The challenges and importance of finding and choosing the right data model – and fully understanding it

Dear Data-Traveller, please note that this is a Linkedin-Remix.

I posted this content already on Linkedin in June 2022, but I want to make sure it doesn’t get lost in the social network abyss.

For your accessibility-experience and also for our own content backup, we repost the original text here.

Have a look, leave a like if you like it, and join the conversation in the comments if this sparks a thought!

Link to Post

Screenshot with Comments:

Plain Text:

Ok, I get that SQL writing part. But how do we structure data in the data warehouse? Where do I start? How to refactor? Where is the … boilerplate for this?

Data Modeling appreciation week.

These were my initial thoughts when starting to build data warehouses. And these are still my thoughts today (on a different level). I read some books (some of the classics). They gave me context but not really an answer.
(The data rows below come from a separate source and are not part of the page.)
/*
 * registry.rs
 * Copyright (c) 2025 Posit, PBC
 *
 * In-memory registry of versioned theme manifests.
 */

//! Registry of versioned theme manifests.
//!
//! The registry stores validated manifests keyed by name and version and
//! resolves lookups with an optional exact-version filter, falling back to
//! the latest version when allowed.
//!
//! # Thread Safety
//!
//! A single [`RwLock`] guards the whole name → version table. Registration
//! takes the write lock, so concurrent readers see either the complete
//! previous state or the complete new state. Lookups share the read lock.
//!
//! # Ownership
//!
//! Manifests are cloned on the way in and on the way out. Nothing returned
//! by the registry aliases its internal state.

use std::collections::HashMap;
use std::path::Path;
use std::sync::{PoisonError, RwLock, RwLockReadGuard, RwLockWriteGuard};

use quarto_util::version::compare_versions;

use crate::error::{Result, ThemeError};
use crate::loader;
use crate::manifest::Manifest;
use crate::settings::ThemeSettings;

/// Summary of a stored manifest.
#[derive(Debug, Clone, PartialEq, Eq)]
pub struct ManifestRef {
    pub name: String,
    pub version: String,
    pub description: String,
}

impl ManifestRef {
    fn of(manifest: &Manifest) -> Self {
        Self {
            name: manifest.name.clone(),
            version: manifest.version.clone(),
            description: manifest.description.clone(),
        }
    }
}

/// Options controlling a registry lookup.
///
/// The default query asks for the latest version.
#[derive(Debug, Clone, PartialEq, Eq)]
pub struct ThemeQuery {
    version: Option<String>,
    allow_fallback: bool,
}

impl Default for ThemeQuery {
    fn default() -> Self {
        Self {
            version: None,
            allow_fallback: true,
        }
    }
}

impl ThemeQuery {
    /// Query for the latest registered version.
    pub fn latest() -> Self {
        Self::default()
    }

    /// Request a specific version. Blank versions are ignored.
    pub fn with_version(mut self, version: impl AsRef<str>) -> Self {
        let version = version.as_ref().trim();
        self.version = (!version.is_empty()).then(|| version.to_string());
        self
    }

    /// Fail instead of falling back to the latest version when the requested
    /// version is missing.
    pub fn without_fallback(mut self) -> Self {
        self.allow_fallback = false;
        self
    }

    pub fn version(&self) -> Option<&str> {
        self.version.as_deref()
    }

    pub fn allows_fallback(&self) -> bool {
        self.allow_fallback
    }
}

/// Read-only registry access for downstream consumers.
pub trait ThemeProvider: Send + Sync {
    /// Fetch a manifest copy by name according to `query`.
    fn theme(&self, name: &str, query: &ThemeQuery) -> Result<Manifest>;

    /// List every stored manifest.
    fn themes(&self) -> Vec<ManifestRef>;
}

type VersionTable = HashMap<String, HashMap<String, Manifest>>;

/// In-memory theme registry.
///
/// Construct one per application (or per test) and share it behind an
/// `Arc`; there is no process-wide instance.
#[derive(Debug, Default)]
pub struct ThemeRegistry {
    themes: RwLock<VersionTable>,
}

impl ThemeRegistry {
    /// Create an empty registry.
    pub fn new() -> Self {
        Self::default()
    }

    /// Validate and store a copy of a manifest.
    ///
    /// An existing entry with the same name and version is replaced.
    pub fn register(&self, manifest: &Manifest) -> Result<()> {
        manifest.validate()?;

        let stored = manifest.clone();
        let mut themes = self.write();
        themes
            .entry(stored.name.clone())
            .or_default()
            .insert(stored.version.clone(), stored);

        tracing::debug!(
            theme = %manifest.name,
            version = %manifest.version,
            "Registered theme manifest"
        );
        Ok(())
    }

    /// Register a manifest that may be absent.
    pub fn register_optional(&self, manifest: Option<&Manifest>) -> Result<()> {
        match manifest {
            Some(manifest) => self.register(manifest),
            None => Err(ThemeError::NilManifest),
        }
    }

    /// Load the manifest in `dir` and register it.
    pub fn register_dir(&self, dir: impl AsRef<Path>) -> Result<ManifestRef> {
        let manifest = loader::load_dir(dir)?;
        self.register(&manifest)?;
        Ok(ManifestRef::of(&manifest))
    }

    /// Register the manifest found in each configured directory, in order.
    pub fn load_settings_dirs(&self, settings: &ThemeSettings) -> Result<Vec<ManifestRef>> {
        settings
            .manifest_dirs
            .iter()
            .map(|dir| self.register_dir(dir))
            .collect()
    }

    /// Fetch a manifest copy by name.
    ///
    /// With an exact version in `query` that version is returned if present.
    /// A missing exact version falls back to the latest version unless the
    /// query disables fallback.
    pub fn get(&self, name: &str, query: &ThemeQuery) -> Result<Manifest> {
        if name.trim().is_empty() {
            return Err(ThemeError::NameRequired);
        }

        let themes = self.read();
        let versions = match themes.get(name) {
            Some(versions) if !versions.is_empty() => versions,
            _ => return Err(not_found(name)),
        };

        if let Some(version) = query.version() {
            if let Some(manifest) = versions.get(version) {
                return Ok(manifest.clone());
            }
            if !query.allows_fallback() {
                return Err(ThemeError::VersionNotFound {
                    name: name.to_string(),
                    version: version.to_string(),
                });
            }
            tracing::debug!(
                theme = name,
                requested = version,
                "Theme version not registered, falling back to latest"
            );
        }

        latest(versions)
            .cloned()
            .ok_or_else(|| not_found(name))
    }

    /// All stored manifests, by name ascending then version newest first.
    pub fn list(&self) -> Vec<ManifestRef> {
        let mut refs: Vec<ManifestRef> = self
            .read()
            .values()
            .flat_map(|versions| versions.values().map(ManifestRef::of))
            .collect();

        refs.sort_by(|a, b| {
            a.name
                .cmp(&b.name)
                .then_with(|| compare_versions(&b.version, &a.version))
                .then_with(|| b.version.cmp(&a.version))
        });
        refs
    }

    /// Registered versions of a theme, newest first.
    pub fn versions(&self, name: &str) -> Vec<String> {
        let themes = self.read();
        let mut versions: Vec<String> = themes
            .get(name)
            .map(|versions| versions.keys().cloned().collect())
            .unwrap_or_default();
        versions.sort_by(|a, b| compare_versions(b, a).then_with(|| b.cmp(a)));
        versions
    }

    /// Check if any version of a theme is registered.
    pub fn contains(&self, name: &str) -> bool {
        self.read()
            .get(name)
            .is_some_and(|versions| !versions.is_empty())
    }

    /// Number of stored (name, version) entries.
    pub fn len(&self) -> usize {
        self.read().values().map(HashMap::len).sum()
    }

    pub fn is_empty(&self) -> bool {
        self.len() == 0
    }

    // Every write leaves the table consistent, so a poisoned lock is still
    // safe to use.
    fn read(&self) -> RwLockReadGuard<'_, VersionTable> {
        self.themes.read().unwrap_or_else(PoisonError::into_inner)
    }

    fn write(&self) -> RwLockWriteGuard<'_, VersionTable> {
        self.themes.write().unwrap_or_else(PoisonError::into_inner)
    }
}

impl ThemeProvider for ThemeRegistry {
    fn theme(&self, name: &str, query: &ThemeQuery) -> Result<Manifest> {
        self.get(name, query)
    }

    fn themes(&self) -> Vec<ManifestRef> {
        self.list()
    }
}

fn not_found(name: &str) -> ThemeError {
    ThemeError::ThemeNotFound {
        name: name.to_string(),
    }
}

/// Highest version by [`compare_versions`]; ties broken by string order so
/// the choice does not depend on hash iteration order.
fn latest(versions: &HashMap<String, Manifest>) -> Option<&Manifest> {
    versions
        .iter()
        .max_by(|(a, _), (b, _)| compare_versions(a, b).then_with(|| a.cmp(b)))
        .map(|(_, manifest)| manifest)
}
For quite some time, I thought I was alone with that. When I asked these questions in the early dbt Slack community, no one could give me a good answer (well, you have staging and then mart or models for use cases).

And especially the model for use cases part drove and drives me crazy. By that, you pile up random models who, in some detail, are doing similar things but slightly different, and you create a swamp.

The swamp term is one of the best I heard about data setup, and I didn’t create it. Chad Sanderson did.

He was someone who showed me that I am not alone. And he is brighter and has more experience with these kinds of setups, but he has the same questions.

On LinkedIn, he has written for quite some time about the current state of data modeling and the (modern) data stack in general. About the challenges, the limitations, the trap doors.

And now he has even a Substack, which I highly recommend subscribing to.

Creating a data model for your business is complex, and there are no easy answers. And there is no tutorial out there. You can read about the different approaches and understand the pros and cons and start to experiment with them in your setups. Having a plan of what to achieve and test, refine, and test again is best.

But investing in your data model is appropriately the best idea.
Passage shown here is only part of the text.